**TASK DETAILS**
Copy out all lines from the material that contain the string "segments".
*** EXERCISE DATA ***
//! # Evo Track - Evolving Neural Drivers
//!
//! Cars with neural network controllers race on a 2D track, sense the walls
//! with raycasts, and are bred with a generational genetic algorithm.
//!
//! ## Features
//!
//! - Uniform spatial hash over wall and gate segments
//! - DDA ray marching with branch-and-bound closest-hit queries
//! - Oriented box collision via the separating axis theorem
//! - Ordered checkpoint gates with continuous progress
//! - Fixed-length genomes with uniform, blend and hybrid crossover
//! - Elitism, tournament selection and periodic culling
//! - Seeded, reproducible runs
//! - Parallel agent updates with rayon
//! - Save/load of generations as JSON
//!
//! ## Core Modules
//!
//! - [`simulation::spatial`] - Grid cells and ray traversal
//! - [`simulation::segments`] - Ray and box queries over segments
//! - [`simulation::gates`] - Ordered checkpoints
//! - [`simulation::genome`] - Genetic operators
//! - [`simulation::population`] - Scoring and evolution

/// Core simulation logic and data structures.
pub mod simulation {
    /// Neural controller decoded from a genome.
    pub mod brain;
    /// Crate error type.
    pub mod error;
    /// Telemetry and weighted fitness.
    pub mod fitness;
    /// Ordered checkpoint gates.
    pub mod gates;
    /// Fixed-length genomes and genetic operators.
    pub mod genome;
    /// Geometric primitives for ray and box tests.
    pub mod geometric_utils;
    /// Run parameters.
    pub mod params;
    /// Populations and the evolution step.
    pub mod population;
    /// Epoch simulation runs.
    pub mod race;
    /// Segment store with ray and collision queries.
    pub mod segments;
    /// Sensor normalization for controller inputs.
    pub mod sensors;
    /// Uniform spatial hash grid.
    pub mod spatial;
    /// Track layouts and built tracks.
    pub mod track;
    /// Kinematic vehicle model.
    pub mod vehicle;
}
***
**EXERCISE ANSWER**
//! - Uniform spatial hash over wall and gate segments
//! - [`simulation::segments`] - Ray and box queries over segments
    pub mod segments;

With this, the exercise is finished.